Execution
A Timestream may be executed and written to a destination in a variety of ways. The things to consider when deciding how to execute the Timestream are:
- Whether you want the history of points or the snapshot of values for each entity at a given time.
- Whether you want to run a query once or start a live process continually materializing.
- Whether you want to limit the output to points in a specific time range (for history) or entities that have changed since a specific time (for snapshots).
- Whether you want to stop at a given point in time.
State can be used to provide fault-tolerance and allow incremental processing of only new events.
While developing queries, it is often useful to view a few rows from the result. Using kaskada.Timestream.preview
you can retrieve a small set of rows from the result set as a Pandas DataFrame.
History vs. Snapshot
Executing a Timestream for the history outputs every point in the Timestream. This means that each entity likely appears in the output multiple times. This is particularly useful for creating training examples from past data points, or visualizing how the Timestream has changed over time.
Executing a Timestream for a snapshot produces a value for each entity at a specific point in time. This means that each entity appears at-most once in the results. This is useful for maintaining a feature store based on the latest values.
Expose the configuration for snapshots. See https://github.com/kaskada-ai/kaskada/issues/719
Query vs. Materialize
Every Timestream may be executed as a single query or used to start a materialization. Single queries are useful when you want the results for some later batch process, such as fine-tuning a model or populating an in-memory feature store. Materialization is useful when you want to stream new results out as quickly as possible, such as maintaining an in-memory feature store or reacting to specific conditions.
Changed Since
Configuring the changed since time lets you control the points or entities included in the output.

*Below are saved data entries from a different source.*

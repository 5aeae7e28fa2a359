use std::collections::BTreeMap;

use types::address::{is_page_aligned, page_align_down};
use types::{AccessMode, Address, Layout, Protection};

use super::{Access, MemoryPage, Segment, VirtualMemoryError, PAGE_SIZE};

type Result<T> = std::result::Result<T, VirtualMemoryError>;

/// Segment table plus the sparse set of materialized pages, both keyed by
/// start address.
#[derive(Debug, Default, Clone)]
pub struct VirtualMemory {
    segments: BTreeMap<Address, Segment>,
    pages: BTreeMap<Address, MemoryPage>,
}

impl VirtualMemory {
    pub fn new() -> Self {
        Self::default()
    }

    /// Map `segment` into the address space.
    ///
    /// User callers may only map inside the user band. Names are unique and
    /// ranges never overlap. Bounds must be page aligned.
    pub fn map(&mut self, segment: Segment, mode: AccessMode) -> Result<()> {
        if !is_page_aligned(segment.start) || !is_page_aligned(segment.size) || segment.size == 0 {
            return Err(VirtualMemoryError::InvalidMemoryPageAddress(segment.start));
        }
        if segment.end().is_none()
            || (!mode.is_kernel() && !AccessMode::User.contains_range(segment.start, segment.size))
        {
            return Err(VirtualMemoryError::SegmentationFault(segment.start));
        }
        if self.segment(&segment.name).is_some() {
            return Err(VirtualMemoryError::MemorySegmentNameCollision(segment.name));
        }
        if self.segments.values().any(|existing| existing.overlaps(&segment)) {
            return Err(VirtualMemoryError::SegmentationFault(segment.start));
        }
        log::debug!(
            "map {} 0x{:016x}..0x{:016x} {}",
            segment.name,
            segment.start,
            segment.start + segment.size,
            segment.protection
        );
        self.segments.insert(segment.start, segment);
        Ok(())
    }

    /// Detach the page that starts exactly at `page_address`.
    pub fn unmap(&mut self, page_address: Address) -> Result<MemoryPage> {
        self.pages
            .remove(&page_address)
            .ok_or(VirtualMemoryError::PageFault(page_address))
    }

    pub fn segment(&self, name: &str) -> Option<&Segment> {
        self.segments.values().find(|segment| segment.name == name)
    }

    pub fn segments(&self) -> impl Iterator<Item = &Segment> {
        self.segments.values()
    }

    /// Segment whose range covers `address`.
    pub fn segment_at(&self, address: Address) -> Option<&Segment> {
        self.segments
            .range(..=address)
            .next_back()
            .map(|(_, segment)| segment)
            .filter(|segment| segment.contains(address))
    }

    pub fn page(&self, page_address: Address) -> Option<&MemoryPage> {
        self.pages.get(&page_address)
    }

    pub fn is_materialized(&self, address: Address) -> bool {
        self.pages.contains_key(&page_align_down(address))
    }

    pub fn page_count(&self) -> usize {
        self.pages.len()
    }

    /// Read `count` bytes at `address`. The range must stay within one page.
    pub fn read(&self, address: Address, count: usize, mode: AccessMode) -> Result<Vec<u8>> {
        let offset = self.check_access(address, count, mode)?;
        match self.pages.get(&page_align_down(address)) {
            Some(page) => {
                if !Access::Read.permitted_by(page.protection()) {
                    return Err(VirtualMemoryError::SegmentationFault(address));
                }
                Ok(page.bytes(offset, count).to_vec())
            }
            None => {
                let segment = self
                    .segment_at(address)
                    .ok_or(VirtualMemoryError::SegmentationFault(address))?;
                if !Access::Read.permitted_by(segment.protection) {
                    return Err(VirtualMemoryError::SegmentationFault(address));
                }
                // Untouched page: answer from a transient zero page.
                Ok(vec![0u8; count])
            }
        }
    }

    /// Write `bytes` at `address`. The range must stay within one page.
    pub fn write(&mut self, address: Address, bytes: &[u8], mode: AccessMode) -> Result<()> {
        let offset = self.check_access(address, bytes.len(), mode)?;
        let page = self.resolve(address, Access::Write)?;
        page.bytes_mut(offset, bytes.len()).copy_from_slice(bytes);
        Ok(())
    }

    /// Fetch the 4-byte instruction word at `address`.
    pub fn fetch(&mut self, address: Address, mode: AccessMode) -> Result<u32> {
        let size = Layout::INSTRUCTION_SIZE as usize;
        let offset = self.check_access(address, size, mode)?;
        let page = self.resolve(address, Access::Execute)?;
        let mut word = [0u8; 4];
        word.copy_from_slice(page.bytes(offset, size));
        Ok(u32::from_le_bytes(word))
    }

    /// Copy `bytes` into mapped memory ignoring page protection. Used by the
    /// loader to fill read-only segments; may cross page boundaries.
    pub fn populate(&mut self, address: Address, bytes: &[u8]) -> Result<()> {
        let mut written = 0usize;
        while written < bytes.len() {
            let cursor = address
                .checked_add(written as u64)
                .ok_or(VirtualMemoryError::SegmentationFault(address))?;
            let page_start = page_align_down(cursor);
            let offset = (cursor - page_start) as usize;
            let chunk = (PAGE_SIZE - offset).min(bytes.len() - written);
            let protection = self
                .segment_at(cursor)
                .map(|segment| segment.protection)
                .ok_or(VirtualMemoryError::SegmentationFault(cursor))?;
            let page = self
                .pages
                .entry(page_start)
                .or_insert_with(|| MemoryPage::new(page_start, protection));
            page.bytes_mut(offset, chunk)
                .copy_from_slice(&bytes[written..written + chunk]);
            written += chunk;
        }
        Ok(())
    }

    /// Allocate `size` bytes from the first page of the "Heap" segment that
    /// has a large enough gap. The heap never grows.
    pub fn alloc(&mut self, size: usize) -> Result<Address> {
        let heap = self
            .segment(Layout::HEAP_SEGMENT)
            .cloned()
            .ok_or(VirtualMemoryError::NotEnoughSpaceWithinPage(size))?;
        let mut page_start = heap.start;
        while heap.contains(page_start) {
            let page = self
                .pages
                .entry(page_start)
                .or_insert_with(|| MemoryPage::new(page_start, heap.protection));
            if let Some(offset) = page.find_gap(size) {
                page.allocate(offset, size);
                return Ok(page_start + offset as u64);
            }
            page_start += PAGE_SIZE as u64;
        }
        Err(VirtualMemoryError::NotEnoughSpaceWithinPage(size))
    }

    /// Allocate exactly `[address, address + size)` inside the heap.
    pub fn alloc_at(&mut self, address: Address, size: usize) -> Result<Address> {
        let heap = self
            .segment(Layout::HEAP_SEGMENT)
            .cloned()
            .filter(|heap| heap.contains(address))
            .ok_or(VirtualMemoryError::SegmentationFault(address))?;
        let page_start = page_align_down(address);
        let offset = (address - page_start) as usize;
        if size == 0 || offset + size > PAGE_SIZE {
            return Err(VirtualMemoryError::PageFault(address));
        }
        let page = self
            .pages
            .entry(page_start)
            .or_insert_with(|| MemoryPage::new(page_start, heap.protection));
        if page.reserve(offset, size) {
            Ok(address)
        } else {
            Err(VirtualMemoryError::AllocAlreadyAllocatedSpace(address))
        }
    }

    pub fn free(&mut self, address: Address) -> Result<()> {
        let page_start = page_align_down(address);
        self.pages
            .get_mut(&page_start)
            .and_then(|page| page.release((address - page_start) as usize))
            .map(|_| ())
            .ok_or(VirtualMemoryError::FreeNotAllocatedPointer(address))
    }

    /// Move the block at `address` into a new block of `size` bytes.
    pub fn realloc(&mut self, address: Address, size: usize) -> Result<Address> {
        let page_start = page_align_down(address);
        let offset = (address - page_start) as usize;
        let old_size = self
            .pages
            .get(&page_start)
            .and_then(|page| page.allocated_size(offset))
            .ok_or(VirtualMemoryError::ReallocNotAllocatedPointer(address))?;
        let contents = self
            .pages
            .get(&page_start)
            .map(|page| page.bytes(offset, old_size.min(size)).to_vec())
            .unwrap_or_default();
        let new_address = self.alloc(size)?;
        self.populate(new_address, &contents)?;
        self.free(address)?;
        Ok(new_address)
    }

    /// Validate mode and single-page span; returns the in-page offset.
    fn check_access(&self, address: Address, count: usize, mode: AccessMode) -> Result<usize> {
        if !mode.contains(address) {
            return Err(VirtualMemoryError::SegmentationFault(address));
        }
        let offset = (address - page_align_down(address)) as usize;
        if offset.checked_add(count).is_none_or(|end| end > PAGE_SIZE) {
            return Err(VirtualMemoryError::PageFault(address));
        }
        Ok(offset)
    }

    /// Page for a write or execute access, materializing it from its segment
    /// when needed. Nothing is created if the segment denies the access.
    fn resolve(&mut self, address: Address, access: Access) -> Result<&mut MemoryPage> {
        let page_start = page_align_down(address);
        if !self.pages.contains_key(&page_start) {
            let protection: Protection = self
                .segment_at(address)
                .map(|segment| segment.protection)
                .ok_or(VirtualMemoryError::SegmentationFault(address))?;
            if !access.permitted_by(protection) {
                return Err(VirtualMemoryError::SegmentationFault(address));
            }
            log::trace!("materialize page 0x{:016x} {}", page_start, protection);
            self.pages
                .insert(page_start, MemoryPage::new(page_start, protection));
        }
        let page = self
            .pages
            .get_mut(&page_start)
            .ok_or(VirtualMemoryError::PageFault(page_start))?;
        if !access.permitted_by(page.protection()) {
            return Err(VirtualMemoryError::SegmentationFault(address));
        }
        Ok(page)
    }
}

For a historic query, only points occurring after the changed since time are included in the output. This allows incrementally outputting the entire history to some external store, by repeatedly performing a “changed since” query.
For a snapshot query, only entities that have changed after this time are included in the output. This reduces the amount of data written when the past snapshot is already present in the destination.

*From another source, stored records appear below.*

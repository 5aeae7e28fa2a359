use std::fmt::Debug;

use crate::instruction::{Condition, Instruction, LogicalOp, MemWidth};

/// Translates between 32-bit instruction words and typed instructions.
///
/// The engine only talks to this trait, so a process can be handed a
/// different instruction subset without touching the step loop.
pub trait Codec: Send + Sync + Debug {
    /// `None` means the word is outside the supported subset.
    fn decode(&self, word: u32) -> Option<Instruction>;
    fn encode(&self, instruction: &Instruction) -> u32;
}

/// Little-endian AArch64 subset: moves, add/sub, logical, branches,
/// unsigned-offset loads and stores, `svc`, `nop`.
#[derive(Clone, Copy, Debug, Default)]
pub struct Arm64Codec;

const NOP: u32 = 0xD503_201F;

#[inline]
fn bits(word: u32, low: u32, len: u32) -> u32 {
    (word >> low) & ((1u32 << len) - 1)
}

#[inline]
fn reg(word: u32, low: u32) -> u8 {
    bits(word, low, 5) as u8
}

/// Sign-extend the low `width` bits of `value`.
fn sign_extend(value: u32, width: u32) -> i64 {
    let shift = 64 - width;
    ((value as i64) << shift) >> shift
}

/// Pack a byte offset into an immediate of `width` words.
fn pack_word_offset(offset: i64, width: u32) -> u32 {
    ((offset >> 2) as u32) & ((1u32 << width) - 1)
}

impl Codec for Arm64Codec {
    fn decode(&self, word: u32) -> Option<Instruction> {
        if word == NOP {
            return Some(Instruction::Nop);
        }
        let sf = bits(word, 31, 1) == 1;

        // Move wide immediate
        if word & 0x1F80_0000 == 0x1280_0000 {
            let hw = bits(word, 21, 2) as u8;
            if !sf && hw > 1 {
                return None;
            }
            let rd = reg(word, 0);
            let imm16 = bits(word, 5, 16) as u16;
            let shift = hw * 16;
            return match bits(word, 29, 2) {
                0 => Some(Instruction::Movn { rd, imm16, shift, sf }),
                2 => Some(Instruction::Movz { rd, imm16, shift, sf }),
                3 => Some(Instruction::Movk { rd, imm16, shift, sf }),
                _ => None,
            };
        }

        // Add/subtract immediate
        if word & 0x1F80_0000 == 0x1100_0000 {
            let rd = reg(word, 0);
            let rn = reg(word, 5);
            let imm12 = bits(word, 10, 12) as u16;
            let shift12 = bits(word, 22, 1) == 1;
            let set_flags = bits(word, 29, 1) == 1;
            return Some(if bits(word, 30, 1) == 1 {
                Instruction::SubImm { rd, rn, imm12, shift12, sf, set_flags }
            } else {
                Instruction::AddImm { rd, rn, imm12, shift12, sf, set_flags }
            });
        }

        // Add/subtract shifted register, LSL only
        if word & 0x1F20_0000 == 0x0B00_0000 {
            let lsl = bits(word, 10, 6) as u8;
            if bits(word, 22, 2) != 0 || (!sf && lsl >= 32) {
                return None;
            }
            let rd = reg(word, 0);
            let rn = reg(word, 5);
            let rm = reg(word, 16);
            let set_flags = bits(word, 29, 1) == 1;
            return Some(if bits(word, 30, 1) == 1 {
                Instruction::SubReg { rd, rn, rm, lsl, sf, set_flags }
            } else {
                Instruction::AddReg { rd, rn, rm, lsl, sf, set_flags }
            });
        }

        // Logical shifted register, LSL and no inversion
        if word & 0x1F00_0000 == 0x0A00_0000 {
            let lsl = bits(word, 10, 6) as u8;
            if bits(word, 21, 1) != 0 || bits(word, 22, 2) != 0 || (!sf && lsl >= 32) {
                return None;
            }
            let op = match bits(word, 29, 2) {
                0 => LogicalOp::And,
                1 => LogicalOp::Orr,
                2 => LogicalOp::Eor,
                _ => LogicalOp::Ands,
            };
            return Some(Instruction::Logical {
                op,
                rd: reg(word, 0),
                rn: reg(word, 5),
                rm: reg(word, 16),
                lsl,
                sf,
            });
        }

        if word & 0x9F00_0000 == 0x1000_0000 {
            let imm = (bits(word, 5, 19) << 2) | bits(word, 29, 2);
            return Some(Instruction::Adr {
                rd: reg(word, 0),
                offset: sign_extend(imm, 21),
            });
        }

        if word & 0x7C00_0000 == 0x1400_0000 {
            let offset = sign_extend(bits(word, 0, 26), 26) * 4;
            return Some(if sf {
                Instruction::Bl { offset }
            } else {
                Instruction::B { offset }
            });
        }

        if word & 0xFF00_0010 == 0x5400_0000 {
            return Some(Instruction::BCond {
                cond: Condition::from_bits(bits(word, 0, 4)),
                offset: sign_extend(bits(word, 5, 19), 19) * 4,
            });
        }

        if word & 0x7E00_0000 == 0x3400_0000 {
            let rt = reg(word, 0);
            let offset = sign_extend(bits(word, 5, 19), 19) * 4;
            return Some(if bits(word, 24, 1) == 1 {
                Instruction::Cbnz { rt, offset, sf }
            } else {
                Instruction::Cbz { rt, offset, sf }
            });
        }

        match word & 0xFFFF_FC1F {
            0xD61F_0000 => return Some(Instruction::Br { rn: reg(word, 5) }),
            0xD63F_0000 => return Some(Instruction::Blr { rn: reg(word, 5) }),
            0xD65F_0000 => return Some(Instruction::Ret { rn: reg(word, 5) }),
            _ => {}
        }

        // Load/store register, unsigned offset, general registers only
        if word & 0x3B00_0000 == 0x3900_0000 && bits(word, 26, 1) == 0 {
            let width = MemWidth::from_size(bits(word, 30, 2));
            let rt = reg(word, 0);
            let rn = reg(word, 5);
            let offset = (bits(word, 10, 12) as u64) << (width as u64);
            return match bits(word, 22, 2) {
                0 => Some(Instruction::Str { rt, rn, offset, width }),
                1 => Some(Instruction::Ldr { rt, rn, offset, width }),
                _ => None,
            };
        }

        if word & 0xFFE0_001F == 0xD400_0001 {
            return Some(Instruction::Svc {
                imm16: bits(word, 5, 16) as u16,
            });
        }

        None
    }

    fn encode(&self, instruction: &Instruction) -> u32 {
        let sf_bit = |sf: bool| (sf as u32) << 31;
        match *instruction {
            Instruction::Movn { rd, imm16, shift, sf } => {
                sf_bit(sf) | 0x1280_0000 | ((shift as u32 / 16) << 21) | ((imm16 as u32) << 5) | rd as u32
            }
            Instruction::Movz { rd, imm16, shift, sf } => {
                sf_bit(sf) | 0x5280_0000 | ((shift as u32 / 16) << 21) | ((imm16 as u32) << 5) | rd as u32
            }
            Instruction::Movk { rd, imm16, shift, sf } => {
                sf_bit(sf) | 0x7280_0000 | ((shift as u32 / 16) << 21) | ((imm16 as u32) << 5) | rd as u32
            }
            Instruction::AddImm { rd, rn, imm12, shift12, sf, set_flags } => {
                add_sub_imm(false, rd, rn, imm12, shift12, sf, set_flags)
            }
            Instruction::SubImm { rd, rn, imm12, shift12, sf, set_flags } => {
                add_sub_imm(true, rd, rn, imm12, shift12, sf, set_flags)
            }
            Instruction::AddReg { rd, rn, rm, lsl, sf, set_flags } => {
                add_sub_reg(false, rd, rn, rm, lsl, sf, set_flags)
            }
            Instruction::SubReg { rd, rn, rm, lsl, sf, set_flags } => {
                add_sub_reg(true, rd, rn, rm, lsl, sf, set_flags)
            }
            Instruction::Logical { op, rd, rn, rm, lsl, sf } => {
                let opc = match op {
                    LogicalOp::And => 0,
                    LogicalOp::Orr => 1,
                    LogicalOp::Eor => 2,
                    LogicalOp::Ands => 3,
                };
                sf_bit(sf)
                    | (opc << 29)
                    | 0x0A00_0000
                    | ((rm as u32) << 16)
                    | (((lsl & 0x3F) as u32) << 10)
                    | ((rn as u32) << 5)
                    | rd as u32
            }
            Instruction::Adr { rd, offset } => {
                let imm = (offset as u32) & 0x1F_FFFF;
                0x1000_0000 | ((imm & 0b11) << 29) | ((imm >> 2) << 5) | rd as u32
            }
            Instruction::B { offset } => 0x1400_0000 | pack_word_offset(offset, 26),
            Instruction::Bl { offset } => 0x9400_0000 | pack_word_offset(offset, 26),
            Instruction::BCond { cond, offset } => {
                0x5400_0000 | (pack_word_offset(offset, 19) << 5) | cond as u32
            }
            Instruction::Cbz { rt, offset, sf } => {
                sf_bit(sf) | 0x3400_0000 | (pack_word_offset(offset, 19) << 5) | rt as u32
            }
            Instruction::Cbnz { rt, offset, sf } => {
                sf_bit(sf) | 0x3500_0000 | (pack_word_offset(offset, 19) << 5) | rt as u32
            }
            Instruction::Br { rn } => 0xD61F_0000 | ((rn as u32) << 5),
            Instruction::Blr { rn } => 0xD63F_0000 | ((rn as u32) << 5),
            Instruction::Ret { rn } => 0xD65F_0000 | ((rn as u32) << 5),
            Instruction::Ldr { rt, rn, offset, width } => load_store(1, rt, rn, offset, width),
            Instruction::Str { rt, rn, offset, width } => load_store(0, rt, rn, offset, width),
            Instruction::Svc { imm16 } => 0xD400_0001 | ((imm16 as u32) << 5),
            Instruction::Nop => NOP,
        }
    }
}

fn add_sub_imm(sub: bool, rd: u8, rn: u8, imm12: u16, shift12: bool, sf: bool, set_flags: bool) -> u32 {
    ((sf as u32) << 31)
        | ((sub as u32) << 30)
        | ((set_flags as u32) << 29)
        | 0x1100_0000
        | ((shift12 as u32) << 22)
        | (((imm12 & 0xFFF) as u32) << 10)
        | ((rn as u32) << 5)
        | rd as u32
}

fn add_sub_reg(sub: bool, rd: u8, rn: u8, rm: u8, lsl: u8, sf: bool, set_flags: bool) -> u32 {
    ((sf as u32) << 31)
        | ((sub as u32) << 30)
        | ((set_flags as u32) << 29)
        | 0x0B00_0000
        | ((rm as u32) << 16)
        | (((lsl & 0x3F) as u32) << 10)
        | ((rn as u32) << 5)
        | rd as u32
}

fn load_store(opc: u32, rt: u8, rn: u8, offset: u64, width: MemWidth) -> u32 {
    let imm12 = ((offset >> (width as u64)) as u32) & 0xFFF;
    ((width as u32) << 30) | 0x3900_0000 | (opc << 22) | (imm12 << 10) | ((rn as u32) << 5) | rt as u32
}

#[cfg(test)]
mod tests {
    use super::*;

    #[test]
    fn decodes_known_words() {
        let codec = Arm64Codec;
        assert_eq!(
            codec.decode(0xD280_0020),
            Some(Instruction::Movz { rd: 0, imm16: 1, shift: 0, sf: true })
        );
        assert_eq!(codec.decode(0xD400_1001), Some(Instruction::Svc { imm16: 0x80 }));
        assert_eq!(codec.decode(0xD65F_03C0), Some(Instruction::Ret { rn: 30 }));
        assert_eq!(
            codec.decode(0x9100_0421),
            Some(Instruction::AddImm { rd: 1, rn: 1, imm12: 1, shift12: false, sf: true, set_flags: false })
        );
        assert_eq!(
            codec.decode(0xF940_0420),
            Some(Instruction::Ldr { rt: 0, rn: 1, offset: 8, width: MemWidth::Double })
        );
        assert_eq!(
            codec.decode(0x5400_0040),
            Some(Instruction::BCond { cond: Condition::Eq, offset: 8 })
        );
        assert_eq!(codec.decode(0x97FF_FFFF), Some(Instruction::Bl { offset: -4 }));
        assert_eq!(codec.decode(0xD503_201F), Some(Instruction::Nop));
    }

    #[test]
    fn rejects_unsupported_words() {
        let codec = Arm64Codec;
        assert_eq!(codec.decode(0x0000_0000), None);
        assert_eq!(codec.decode(0xFFFF_FFFF), None);
        // ldrsw is outside the subset
        assert_eq!(codec.decode(0xB980_0020), None);
    }

    #[test]
    fn encodes_what_it_decodes() {
        let codec = Arm64Codec;
        let program = [
            Instruction::Movk { rd: 2, imm16: 0xBEEF, shift: 16, sf: true },
            Instruction::SubImm { rd: 0, rn: 0, imm12: 1, shift12: false, sf: true, set_flags: true },
            Instruction::Logical { op: LogicalOp::Eor, rd: 3, rn: 4, rm: 5, lsl: 2, sf: false },
            Instruction::Adr { rd: 1, offset: -12 },
            Instruction::Cbnz { rt: 7, offset: -8, sf: false },
            Instruction::Str { rt: 1, rn: 31, offset: 4, width: MemWidth::Word },
        ];
        for instruction in program {
            assert_eq!(codec.decode(codec.encode(&instruction)), Some(instruction));
        }
    }
}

Expose the configuration for changed since. See https://github.com/kaskada-ai/kaskada/issues/719
Up To
Configuring the up to time lets you control the maximum points output (and in the case of snapshots, the time represented in the snapshot).
For a historic query, only points occurring before or at the up to time are included in the output. For a snapshot query, this corresponds to the time at which the snapshot will be taken.
Currently when not specified, the up to time is determined from the maximum event present in the data. We have plans to change this to a parameter to run
defaulting to the current time.
Expose the configuration for up-to. See https://github.com/kaskada-ai/kaskada/issues/719
State
Kaskada checkpoints state during and after execution. This provides fault-tolerance, incremental querying and automatic handling of late-data.
When a query is executed, Kaskada determines whether it can use any of the available states to reduce the amount of processing needed. For instance, when producing a snapshot Kaskada can use any persisted state before the earliest new event and before the time to snapshot. Similarly, when producing a history, Kaskada can use any persisted state before the earliest new event and before the “changed since” time.
Destinations
The methods kaskada.Timestream.preview
and kaskada.Timestream.to_pandas
provide the results of a query in a Pandas DataFrame for easy visualization and consumption within the Python process.
The kaskada.Timestream.run_iter
methods provides synchronous and asynchronous iterators over the results in a variety of formats including Pandas DataFrames, PyArrow RecordBatches, and rows as Python dictionaries. This allows you to run the entire retrieve-evaluate-respond loop within a single Python process.
The kaskada.Timestream.write
function allows you to specify a destination from kaskada.destinations
for results. This supports both once
and live
queries.
See the reference on destinations for more on the supported destinations.